Looking for good news? Proof that caring about the world pays off in actual lives bettered. . .
The United Nations Children’s Fund reports that: “For the first time since record keeping began in 1960, the number of deaths of young children around the world has fallen below 10 million a year.” In 1960, 20 million young children died, now that number is 9.7 million, which shows that there is still plenty of work to do.
What’s making the difference? Education on how to avoid diseases such as malaria and measles, and stronger economies, especially in China and India. Africa still lags the rest of the world, especially in the south and war-torn countries like Sierra Leone and Congo.
The Census Bureau’s annual social and economic data report on income, poverty and health insurance came out today, bringing mixed news about Americans’ unmet needs. On the plus side, the poverty rate fell from 12.6 percent to 12.3 percent — 490,000 fewer people living in poverty. On the minus side, the poverty rate was still 12.3 percent, or 36,460,000 people.

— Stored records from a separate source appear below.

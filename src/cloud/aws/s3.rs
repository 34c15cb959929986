// ABOUTME: S3 implementation of object storage operations.
// ABOUTME: One PutObject per file with an explicit content type.

use async_trait::async_trait;
use aws_sdk_s3::Client;
use aws_sdk_s3::error::{DisplayErrorContext, ProvideErrorMetadata};
use aws_sdk_s3::primitives::ByteStream;
use bytes::Bytes;
use tracing::debug;

use super::load_sdk_config;
use crate::cloud::traits::sealed::Sealed;
use crate::cloud::traits::{ObjectStoreError, ObjectStoreOps};
use crate::types::{BucketName, Region};

/// S3-backed object store.
pub struct S3Store {
    client: Client,
}

impl S3Store {
    pub async fn connect(region: &Region) -> Self {
        let config = load_sdk_config(region).await;
        Self {
            client: Client::new(&config),
        }
    }
}

impl Sealed for S3Store {}

#[async_trait]
impl ObjectStoreOps for S3Store {
    async fn put_object(
        &self,
        bucket: &BucketName,
        key: &str,
        body: Bytes,
        content_type: &str,
    ) -> Result<(), ObjectStoreError> {
        let size = body.len();
        self.client
            .put_object()
            .bucket(bucket.as_str())
            .key(key)
            .content_type(content_type)
            .body(ByteStream::from(body))
            .send()
            .await
            .map_err(|e| match e.code() {
                Some("NoSuchBucket") => ObjectStoreError::BucketNotFound(bucket.to_string()),
                Some("AccessDenied") => ObjectStoreError::AccessDenied(key.to_string()),
                _ => ObjectStoreError::UploadFailed(DisplayErrorContext(&e).to_string()),
            })?;

        debug!(bucket = %bucket, key, size, content_type, "Stored object in S3");
        Ok(())
    }
}
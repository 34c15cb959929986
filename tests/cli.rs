// ABOUTME: Integration tests for the edgeship CLI commands.
// ABOUTME: Validates --help output, init behavior, offline packaging, and config errors.

mod support;

use assert_cmd::Command;
use edgeship::config::{ENV_BUCKET, ENV_DISTRIBUTION, ENV_FUNCTION, ENV_PREFIX};
use predicates::prelude::*;
use std::fs;
use support::{Project, archive_names};

fn edgeship_cmd() -> Command {
    let mut cmd = Command::new(assert_cmd::cargo::cargo_bin!("edgeship"));
    for var in [ENV_BUCKET, ENV_PREFIX, ENV_FUNCTION, ENV_DISTRIBUTION] {
        cmd.env_remove(var);
    }
    cmd
}

#[test]
fn help_shows_commands() {
    edgeship_cmd()
        .arg("--help")
        .assert()
        .success()
        .stdout(predicate::str::contains("init"))
        .stdout(predicate::str::contains("deploy"))
        .stdout(predicate::str::contains("package"))
        .stdout(predicate::str::contains("invalidate"))
        .stdout(predicate::str::contains("status"));
}

#[test]
fn init_creates_config_file() {
    let temp_dir = tempfile::tempdir().unwrap();
    let config_path = temp_dir.path().join("edgeship.yml");

    edgeship_cmd()
        .current_dir(temp_dir.path())
        .arg("init")
        .assert()
        .success();

    assert!(config_path.exists(), "edgeship.yml should be created");
    let content = fs::read_to_string(&config_path).unwrap();
    assert!(content.contains("distribution_id:"));
}

#[test]
fn init_refuses_to_overwrite_existing_config() {
    let temp_dir = tempfile::tempdir().unwrap();
    let config_path = temp_dir.path().join("edgeship.yml");

    fs::write(&config_path, "existing: config").unwrap();

    edgeship_cmd()
        .current_dir(temp_dir.path())
        .arg("init")
        .assert()
        .failure()
        .stderr(predicate::str::contains("already exists"));

    assert_eq!(fs::read_to_string(&config_path).unwrap(), "existing: config");
}

#[test]
fn init_force_overwrites() {
    let temp_dir = tempfile::tempdir().unwrap();
    let config_path = temp_dir.path().join("edgeship.yml");
    fs::write(&config_path, "existing: config").unwrap();

    edgeship_cmd()
        .current_dir(temp_dir.path())
        .args(["init", "--force"])
        .assert()
        .success();

    assert!(fs::read_to_string(&config_path).unwrap().contains("object_store:"));
}

#[test]
fn deploy_without_config_fails() {
    let temp_dir = tempfile::tempdir().unwrap();

    edgeship_cmd()
        .current_dir(temp_dir.path())
        .arg("deploy")
        .assert()
        .failure()
        .stderr(predicate::str::contains("configuration file not found"));
}

#[test]
fn deploy_reports_missing_target() {
    let temp_dir = tempfile::tempdir().unwrap();
    fs::write(
        temp_dir.path().join("edgeship.yml"),
        "function:\n  name: f\nedge:\n  distribution_id: d\n",
    )
    .unwrap();

    edgeship_cmd()
        .current_dir(temp_dir.path())
        .arg("deploy")
        .assert()
        .failure()
        .stderr(predicate::str::contains("object_store.bucket is required"));
}

#[test]
fn package_builds_archive_offline() {
    let project = Project::new();
    project.write_config();

    edgeship_cmd()
        .current_dir(project.path())
        .arg("package")
        .assert()
        .success()
        .stdout(predicate::str::contains("Packaged 2 files"));

    let archive = project.output_dir().join("function.zip");
    assert_eq!(
        archive_names(&archive),
        vec!["chunks/render.mjs", "index.mjs"]
    );
}

#[test]
fn repackaging_into_server_dir_does_not_nest_the_archive() {
    let project = Project::new();
    project.write_config();

    for _ in 0..2 {
        edgeship_cmd()
            .current_dir(project.path())
            .args(["package", "-o", "build/server/fn.zip"])
            .assert()
            .success()
            .stdout(predicate::str::contains("Packaged 2 files"));
    }

    assert_eq!(
        archive_names(&project.server_dir().join("fn.zip")),
        vec!["chunks/render.mjs", "index.mjs"]
    );
}

#[test]
fn package_json_output_carries_summary() {
    let project = Project::new();
    let config_path = project.write_config();
    let destination = project.path().join("out.zip");

    let assert = edgeship_cmd()
        .current_dir(project.path())
        .args(["--json", "package", "--config"])
        .arg(&config_path)
        .arg("--output")
        .arg(&destination)
        .assert()
        .success();

    let stdout = String::from_utf8(assert.get_output().stdout.clone()).unwrap();
    let last = stdout.lines().last().unwrap();
    let event: serde_json::Value = serde_json::from_str(last).unwrap();
    assert_eq!(event["event"], "success");
    assert_eq!(event["data"]["files"], 2);
    assert!(destination.exists());
}

#[test]
fn package_fails_without_server_output() {
    let project = Project::new();
    project.write_config();
    fs::remove_dir_all(project.server_dir()).unwrap();

    edgeship_cmd()
        .current_dir(project.path())
        .arg("package")
        .assert()
        .failure()
        .stderr(predicate::str::contains("build/server"));
}
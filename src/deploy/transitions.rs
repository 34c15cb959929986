// ABOUTME: State transition methods for deployment orchestration.
// ABOUTME: Each method consumes self and returns the next state on success.

use tracing::info;

use super::Deployment;
use super::error::DeployError;
use super::function::deploy_function;
use super::invalidate::{InvalidationOutcome, caller_reference, invalidate};
use super::package;
use super::pipeline::DeployReport;
use super::publish::publish_assets;
use super::state::{
    AssetsPublished, Completed, FunctionPublished, Initialized, Packaged, TriggerBound,
};
use super::trigger::bind_trigger;
use super::workspace::Workspace;
use crate::cloud::{EdgeOps, FunctionOps, ObjectStoreOps};
use crate::diagnostics::Warning;

impl<S> Deployment<S> {
    /// Internal helper to move to the next state, carrying config and diagnostics.
    fn advance<T>(self, next: impl FnOnce(S) -> T) -> Deployment<T> {
        Deployment {
            config: self.config,
            diagnostics: self.diagnostics,
            started_at: self.started_at,
            state: next(self.state),
        }
    }
}

// =============================================================================
// Initialized -> Packaged
// =============================================================================

impl Deployment<Initialized> {
    /// Stage the server output (and prerendered pages) into a fresh
    /// workspace and zip it.
    ///
    /// # Errors
    ///
    /// `DeployError::Io` if the build output cannot be read,
    /// `DeployError::Write` if the workspace or archive cannot be written.
    #[must_use = "deployment state must be used"]
    pub async fn package(self) -> Result<Deployment<Packaged>, DeployError> {
        let build = &self.config.build;
        let workspace = Workspace::create(&build.output_dir)?;
        let bundle = workspace
            .stage_bundle(&build.server_dir, build.prerendered_dir.as_deref(), &[])
            .await?;
        let summary = package::package(&bundle, &workspace.archive_path()).await?;

        Ok(self.advance(|_| Packaged {
            workspace,
            package: summary,
        }))
    }
}

// =============================================================================
// Packaged -> AssetsPublished
// =============================================================================

impl Deployment<Packaged> {
    /// Upload the static asset tree. Per-file failures become warnings
    /// unless strict mode is on.
    #[must_use = "deployment state must be used"]
    pub async fn publish_assets<O: ObjectStoreOps>(
        mut self,
        store: &O,
    ) -> Result<Deployment<AssetsPublished>, DeployError> {
        let target = &self.config.deployment.object_store;
        let uploads = publish_assets(
            store,
            &self.config.build.static_dir,
            &target.bucket,
            target.prefix.as_ref(),
            &self.config.publish,
        )
        .await?;

        for failure in &uploads.failed {
            self.diagnostics.warn(Warning::asset_upload(format!(
                "asset {} was not uploaded: {}",
                failure.key, failure.reason
            )));
        }

        Ok(self.advance(|state| AssetsPublished {
            workspace: state.workspace,
            package: state.package,
            uploads,
        }))
    }
}

// =============================================================================
// AssetsPublished -> FunctionPublished
// =============================================================================

impl Deployment<AssetsPublished> {
    /// Replace the function code with the packaged archive and publish a
    /// version. The workspace is released afterwards.
    #[must_use = "deployment state must be used"]
    pub async fn publish_function<F: FunctionOps>(
        self,
        functions: &F,
    ) -> Result<Deployment<FunctionPublished>, DeployError> {
        let version = deploy_function(
            functions,
            &self.config.deployment.function.name,
            &self.state.workspace.archive_path(),
            &self.config.function_update,
        )
        .await?;

        Ok(self.advance(|state| FunctionPublished {
            package: state.package,
            uploads: state.uploads,
            version,
        }))
    }
}

// =============================================================================
// FunctionPublished -> TriggerBound
// =============================================================================

impl Deployment<FunctionPublished> {
    /// Point the distribution's trigger for the configured event type at
    /// the new version.
    #[must_use = "deployment state must be used"]
    pub async fn bind_trigger<E: EdgeOps>(
        self,
        edge: &E,
    ) -> Result<Deployment<TriggerBound>, DeployError> {
        let binding = bind_trigger(
            edge,
            &self.config.deployment.edge.distribution_id,
            &self.state.version,
            &self.config.trigger,
        )
        .await?;

        Ok(self.advance(|state| TriggerBound {
            package: state.package,
            uploads: state.uploads,
            version: state.version,
            binding,
        }))
    }
}

// =============================================================================
// TriggerBound -> Completed
// =============================================================================

impl Deployment<TriggerBound> {
    /// Request cache invalidation. Never fails the deployment: a rejected
    /// request is recorded as a warning.
    #[must_use = "deployment state must be used"]
    pub async fn invalidate<E: EdgeOps>(mut self, edge: &E) -> Deployment<Completed> {
        let settings = &self.config.invalidation;
        let outcome = if !settings.enabled {
            info!("Cache invalidation disabled, skipping");
            InvalidationOutcome::Skipped
        } else {
            let reference = caller_reference();
            let result = invalidate(
                edge,
                &self.config.deployment.edge.distribution_id,
                &settings.paths,
                &reference,
            )
            .await;

            match result {
                Ok(id) => InvalidationOutcome::Submitted {
                    id,
                    caller_reference: reference,
                },
                Err(e) => {
                    self.diagnostics.warn(Warning::invalidation(format!(
                        "{}; edge caches may serve stale content",
                        e
                    )));
                    InvalidationOutcome::Failed {
                        reason: e.to_string(),
                    }
                }
            }
        };

        self.advance(|state| Completed {
            package: state.package,
            uploads: state.uploads,
            version: state.version,
            binding: state.binding,
            invalidation: outcome,
        })
    }
}

// =============================================================================
// Completed
// =============================================================================

impl Deployment<Completed> {
    /// Summarize the run.
    pub fn finish(self) -> DeployReport {
        let deployment = &self.config.deployment;
        DeployReport {
            bucket: deployment.object_store.bucket.to_string(),
            prefix: deployment.object_store.prefix.as_ref().map(|p| p.to_string()),
            function: deployment.function.name.to_string(),
            distribution: deployment.edge.distribution_id.to_string(),
            archive_files: self.state.package.files,
            archive_bytes: self.state.package.bytes,
            uploads: self.state.uploads,
            function_version: self.state.version,
            trigger: self.state.binding,
            invalidation: self.state.invalidation,
            warnings: self.diagnostics.into_warnings(),
            started_at: self.started_at,
            finished_at: chrono::Utc::now(),
        }
    }
}
pub mod download;
pub mod ping;
pub mod upload;

use bytes::Bytes;
use reqwest::header::{HeaderMap, HeaderValue, CACHE_CONTROL, PRAGMA};
use reqwest::Method;
use url::Url;

/// User agent sent with every probe.
pub const UA: &str = concat!(
    env!("CARGO_PKG_NAME"),
    "/",
    env!("CARGO_PKG_VERSION")
);

/// Shape of a probe request.
pub trait Request {
    const METHOD: Method = Method::GET;

    fn url(&self) -> &Url;

    fn headers(&self) -> HeaderMap {
        no_cache_headers()
    }

    fn body(&self) -> Option<Bytes> {
        None
    }
}

impl<R: Request> Request for &R {
    const METHOD: Method = R::METHOD;

    fn url(&self) -> &Url {
        (**self).url()
    }

    fn headers(&self) -> HeaderMap {
        (**self).headers()
    }

    fn body(&self) -> Option<Bytes> {
        (**self).body()
    }
}

pub(crate) fn no_cache_headers() -> HeaderMap {
    let mut headers = HeaderMap::new();

    headers.insert(CACHE_CONTROL, HeaderValue::from_static("no-cache, no-store"));
    headers.insert(PRAGMA, HeaderValue::from_static("no-cache"));

    headers
}
//! Background saturation traffic for loaded-latency sampling.
//!
//! A [`LoadGenerator`] keeps `streams` download loops busy until its stop
//! token fires. It signals once the first bytes are flowing so that latency
//! sampling begins only after the link is under load.

use crate::endpoints::{with_cache_buster, EndpointSource};
use crate::errors::ProbeError;
use crate::http::{read_body, Client, DownloadRequest};
use crate::sampler::guarded;
use futures::future::join_all;
use log::debug;
use std::sync::atomic::{AtomicU64, AtomicUsize, Ordering};
use std::sync::OnceLock;
use std::time::Duration;
use tokio::sync::Notify;
use tokio::time::{sleep, Instant};
use tokio_util::sync::CancellationToken;

/// Pause after a failed background request before the stream retries.
const FAILURE_BACKOFF: Duration = Duration::from_millis(50);

/// When the background load ran relative to the latency samples.
#[derive(Debug, Clone)]
pub struct LoadWindow {
    /// First instant any background stream received data.
    pub load_started: Option<Instant>,
    /// Instant every background stream had wound down.
    pub load_stopped: Instant,
    /// Spans during which some stream had a transfer in flight.
    pub busy: Vec<(Instant, Instant)>,
    /// First probe start and last probe end of the loaded samples.
    pub sampling: Option<(Instant, Instant)>,
}

impl LoadWindow {
    /// True when load was flowing before the first sample started and some
    /// transfer stayed in flight until the last sample ended.
    pub fn covers_sampling(&self) -> bool {
        let (Some(started), Some((first, last))) = (self.load_started, self.sampling)
        else {
            return false;
        };

        if started > first || self.load_stopped < last {
            return false;
        }

        let mut busy = self.busy.clone();
        busy.sort_by_key(|(from, _)| *from);

        let mut covered_until = first;
        for (from, to) in busy {
            if from > covered_until {
                break;
            }
            covered_until = covered_until.max(to);
            if covered_until >= last {
                return true;
            }
        }

        covered_until >= last
    }
}

#[derive(Debug, Clone)]
pub struct LoadStats {
    pub started_at: Option<Instant>,
    pub stopped_at: Instant,
    pub requests: usize,
    pub bytes: u64,
    /// Busy spans of every stream, unordered.
    pub busy: Vec<(Instant, Instant)>,
}

pub struct LoadGenerator<'a> {
    client: &'a Client,
    endpoints: &'a EndpointSource,
    streams: usize,
    timeout: Duration,
}

impl<'a> LoadGenerator<'a> {
    pub fn new(
        client: &'a Client,
        endpoints: &'a EndpointSource,
        streams: usize,
        timeout: Duration,
    ) -> Self {
        Self { client, endpoints, streams, timeout }
    }

    /// Run until `stop` fires. `flowing` is notified once, when the first
    /// chunk of background data arrives.
    pub async fn run(&self, flowing: &Notify, stop: &CancellationToken) -> LoadStats {
        let first_flow = OnceLock::new();
        let bytes = AtomicU64::new(0);
        let requests = AtomicUsize::new(0);

        debug!("Starting {} background load streams", self.streams);

        let busy: Vec<(Instant, Instant)> =
            join_all((0..self.streams).map(|stream| {
                self.stream(stream, flowing, stop, &first_flow, &bytes, &requests)
            }))
            .await
            .into_iter()
            .flatten()
            .collect();

        let stats = LoadStats {
            started_at: first_flow.get().copied(),
            stopped_at: Instant::now(),
            requests: requests.into_inner(),
            bytes: bytes.into_inner(),
            busy,
        };

        debug!(
            "Background load stopped: {} requests, {} bytes",
            stats.requests, stats.bytes
        );

        stats
    }

    /// Loop downloads until stopped, returning the spans during which this
    /// stream had a transfer in flight. Back-to-back successful transfers
    /// form one span; a failure closes the span until the next attempt.
    async fn stream(
        &self,
        stream: usize,
        flowing: &Notify,
        stop: &CancellationToken,
        first_flow: &OnceLock<Instant>,
        bytes: &AtomicU64,
        requests: &AtomicUsize,
    ) -> Vec<(Instant, Instant)> {
        let mut busy = Vec::new();
        let mut busy_since: Option<Instant> = None;
        let mut sequence = stream * 1_000_000;

        while !stop.is_cancelled() {
            let url = with_cache_buster(self.endpoints.next(), sequence);
            sequence += 1;
            let since = *busy_since.get_or_insert_with(Instant::now);

            let transfer = async {
                let response = self.client.send(DownloadRequest { url }).await?;
                read_body(response, |chunk| {
                    if first_flow.set(Instant::now()).is_ok() {
                        flowing.notify_one();
                    }
                    bytes.fetch_add(chunk as u64, Ordering::Relaxed);
                })
                .await
            };

            match guarded(transfer, self.timeout, stop).await {
                Ok(_) => {
                    requests.fetch_add(1, Ordering::Relaxed);
                }
                Err(ProbeError::Cancelled) => break,
                Err(e) => {
                    debug!("Background stream {} request failed: {}", stream, e);
                    busy.push((since, Instant::now()));
                    busy_since = None;

                    tokio::select! {
                        _ = stop.cancelled() => break,
                        _ = sleep(FAILURE_BACKOFF) => {}
                    }
                }
            }
        }

        if let Some(since) = busy_since {
            busy.push((since, Instant::now()));
        }

        busy
    }
}
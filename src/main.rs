use clap::Parser;
use clap_verbosity_flag::Verbosity;
use colored::Colorize;
use log::debug;
use speed_gauge::config::SpeedConfig;
use speed_gauge::errors::{exit_codes, format_error_for_display, SpeedTestError};
use speed_gauge::http::Client;
use speed_gauge::metric::Metric;
use speed_gauge::orchestrator::Orchestrator;
use speed_gauge::presenter::{ConsolePresenter, LogPresenter, Presenter};
use speed_gauge::results::RunReport;
use std::path::PathBuf;
use std::sync::Arc;
use url::Url;

const VERSION: &str = concat!(
    env!("CARGO_PKG_VERSION"),
    " (rev ",
    env!("SPEEDGAUGE_BUILD_GIT_HASH"),
    ")"
);

#[derive(Parser)]
#[command(author, version = VERSION, about, long_about = None)]
struct Cli {
    /// JSON config file; flags below override its values
    #[arg(short, long)]
    config: Option<PathBuf>,

    /// Ping endpoint; repeat to rotate between several
    #[arg(long = "ping-url")]
    ping_urls: Vec<Url>,

    /// Download endpoint; repeat to rotate between several
    #[arg(long = "download-url")]
    download_urls: Vec<Url>,

    /// Upload endpoint; repeat to rotate between several
    #[arg(long = "upload-url")]
    upload_urls: Vec<Url>,

    #[arg(long)]
    ping_samples: Option<usize>,

    #[arg(long)]
    download_samples: Option<usize>,

    #[arg(long)]
    upload_samples: Option<usize>,

    /// Gauge maximum for ping, in ms
    #[arg(long)]
    ping_max: Option<f64>,

    /// Gauge maximum for download, in Mbps
    #[arg(long)]
    download_max: Option<f64>,

    /// Gauge maximum for upload, in Mbps
    #[arg(long)]
    upload_max: Option<f64>,

    /// Four increasing tier boundaries for ping, e.g. 20,40,70,120
    #[arg(long, value_delimiter = ',')]
    ping_thresholds: Option<Vec<f64>>,

    /// Four increasing tier boundaries for download, e.g. 20,50,100,200
    #[arg(long, value_delimiter = ',')]
    download_thresholds: Option<Vec<f64>>,

    /// Four increasing tier boundaries for upload, e.g. 10,25,50,100
    #[arg(long, value_delimiter = ',')]
    upload_thresholds: Option<Vec<f64>>,

    /// Metrics to measure, in order, e.g. download,upload
    #[arg(long, value_delimiter = ',')]
    order: Option<Vec<Metric>>,

    /// Per-request timeout in milliseconds
    #[arg(long)]
    timeout_ms: Option<u64>,

    /// Upload payload size in bytes
    #[arg(long)]
    upload_bytes: Option<usize>,

    /// Concurrent download/upload probes per round
    #[arg(long)]
    parallel: Option<usize>,

    /// Wall-clock limit per metric in milliseconds
    #[arg(long)]
    duration_ms: Option<u64>,

    /// Also measure ping while the link is saturated
    #[arg(long)]
    loaded_latency: bool,

    /// Background streams used for the loaded latency measurement
    #[arg(long)]
    load_streams: Option<usize>,

    /// Print the report as JSON instead of colored text
    #[arg(long)]
    json: bool,

    #[command(flatten)]
    verbose: Verbosity,
}

impl Cli {
    /// Assemble the effective configuration: defaults, then the config file,
    /// then flags.
    fn build_config(&self) -> Result<SpeedConfig, SpeedTestError> {
        let mut config = match &self.config {
            Some(path) => SpeedConfig::from_file(path)?,
            None => SpeedConfig::default(),
        };

        let per_metric = [
            (
                Metric::Ping,
                &self.ping_urls,
                self.ping_samples,
                self.ping_max,
                &self.ping_thresholds,
            ),
            (
                Metric::Download,
                &self.download_urls,
                self.download_samples,
                self.download_max,
                &self.download_thresholds,
            ),
            (
                Metric::Upload,
                &self.upload_urls,
                self.upload_samples,
                self.upload_max,
                &self.upload_thresholds,
            ),
        ];

        for (metric, urls, samples, max, thresholds) in per_metric {
            let target = config.metric_mut(metric);

            if !urls.is_empty() {
                target.endpoints = urls.clone();
            }
            if let Some(samples) = samples {
                target.samples = samples;
            }
            if let Some(max) = max {
                target.expected_max = max;
            }
            if let Some(thresholds) = thresholds {
                target.thresholds =
                    <[f64; 4]>::try_from(thresholds.as_slice()).map_err(|_| {
                        SpeedTestError::config(format!(
                            "{} thresholds need exactly four values, got {}",
                            metric,
                            thresholds.len()
                        ))
                    })?;
            }
        }

        if let Some(order) = &self.order {
            config.order = order.clone();
        }
        if let Some(timeout_ms) = self.timeout_ms {
            config.timeout_ms = timeout_ms;
        }
        if let Some(upload_bytes) = self.upload_bytes {
            config.upload_bytes = upload_bytes;
        }
        if let Some(parallel) = self.parallel {
            config.parallel_streams = parallel;
        }
        if let Some(duration_ms) = self.duration_ms {
            config.duration_budget_ms = Some(duration_ms);
        }
        if self.loaded_latency {
            config.loaded_latency.enabled = true;
        }
        if let Some(streams) = self.load_streams {
            config.loaded_latency.streams = streams;
        }

        Ok(config)
    }
}

#[tokio::main]
async fn main() {
    let cli = Cli::parse();

    env_logger::Builder::new()
        .filter_level(cli.verbose.log_level_filter())
        .init();

    let orchestrator = match setup(&cli) {
        Ok(orchestrator) => Arc::new(orchestrator),
        Err(error) => {
            eprintln!("{}", format_error_for_display(&error).bright_red());
            std::process::exit(error.exit_code());
        }
    };

    let on_interrupt = Arc::clone(&orchestrator);
    tokio::spawn(async move {
        if tokio::signal::ctrl_c().await.is_ok() {
            on_interrupt.cancel();
        }
    });

    let Some(report) = orchestrator.start().await else {
        std::process::exit(exit_codes::UNKNOWN_ERROR);
    };

    if cli.json {
        match serde_json::to_string_pretty(&report) {
            Ok(json) => println!("{}", json),
            Err(e) => {
                eprintln!("Failed to serialize report: {}", e);
                std::process::exit(exit_codes::UNKNOWN_ERROR);
            }
        }
    } else {
        print_summary(&report);
    }

    std::process::exit(report.exit_code());
}

fn setup(cli: &Cli) -> Result<Orchestrator, SpeedTestError> {
    let config = cli.build_config()?;
    debug!("Effective configuration: {:?}", config);

    let presenter: Arc<dyn Presenter> = if cli.json {
        Arc::new(LogPresenter)
    } else {
        Arc::new(ConsolePresenter)
    };

    Orchestrator::new(config, Client::new()?, presenter)
}

fn print_summary(report: &RunReport) {
    if let Some(jitter) = report
        .result(Metric::Ping)
        .and_then(|result| result.jitter)
    {
        println!("{} {:.0} ms", "Jitter:".bold().white(), jitter);
    }

    for failure in &report.failures {
        println!(
            "{} {} {}",
            format!("{}:", failure.metric).bold().white(),
            "unmeasured".dimmed(),
            format!("({})", failure.message).dimmed()
        );
        if let Some(suggestion) = &failure.suggestion {
            println!("  {} {}", "Suggestion:".yellow(), suggestion);
        }
    }

    if let Some(loaded) = &report.loaded_latency {
        match &loaded.ping {
            Some(ping) => {
                let added = loaded
                    .added_latency_ms
                    .map(|ms| format!(" ({:+.0} ms)", ms))
                    .unwrap_or_default();
                println!(
                    "{} {}{} {}",
                    "Loaded ping:".bold().white(),
                    format!("{:.0} ms", ping.value).bright_cyan(),
                    added,
                    ping.tier.description()
                );
            }
            None => println!(
                "{} {}",
                "Loaded ping:".bold().white(),
                "unmeasured".dimmed()
            ),
        }

        if loaded.ping.is_some() && !loaded.load_covered_sampling {
            println!(
                "  {} background load went idle during sampling",
                "Note:".yellow()
            );
        }
    }

    if let Some(error) = &report.error {
        eprintln!("{}", error.bright_red());
    }
}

One thing that often gets lost when we talk about poverty is the human face of it. Poverty is not a percentage. It’s a little girl who goes to school when she’s sick because she needs the free lunch. It’s a father who knocks on a neighbor’s door to ask for food for his children. It’s a family of four living in a tiny, noxious FEMA trailer that bakes in the sun and trembles in the wind. It’s a daily state of privation and insecurity endured by 36.5 million Americans, and the fact that we accept it is a serious moral issue. The decline in poverty is good news for 490,000 people, but that is dwarfed by the bad news of 36.5 million people still unable to meet their needs. We need to remember that when we order our political priorities.
PS, the adequacy of the Census Bureau’s poverty threshold isn’t something to be taken as valid on its face, but that’s a topic for another post.
The ONE Campaign just released some exciting polling numbers on the values of New Hampshire voters coming into the 2008 elections. The bottom line: Democrats and Republicans support candidates who make fighting poverty a priority.
Especially interesting is the values language that resonated with voters across the political spectrum:
Democrats and Republicans agree that America has a moral obligation as a compassionate nation to help the world’s poorest people through foreign assistance. More than nine in ten Democrats (93%) and 84% of Republicans agree that when millions of children around the world are dying from preventable diseases and hunger, we have a moral obligation to do what we can to help. Similarly, Democrats (90%) and Republicans (85%) agree that it is in keeping with the country’s values and our history of compassion to lead an effort to solve some of the most serious problems facing the world’s poorest people.
This is more evidence of a trend FPL has been tracking for some time: the “values voter” isn’t necessarily the anti-abortion anti-gay marriage activist we heard so much about in 2004, but someone who is concerned about “compassion issues” such as poverty.
Organizations like ONE Vote will be working hard to make sure these issues–and creative approaches to addressing them– take center stage in campaign 2008. Clearly, the citizens of New Hampshire are willing to speak out on this issue; lets all hope that the candidates listen.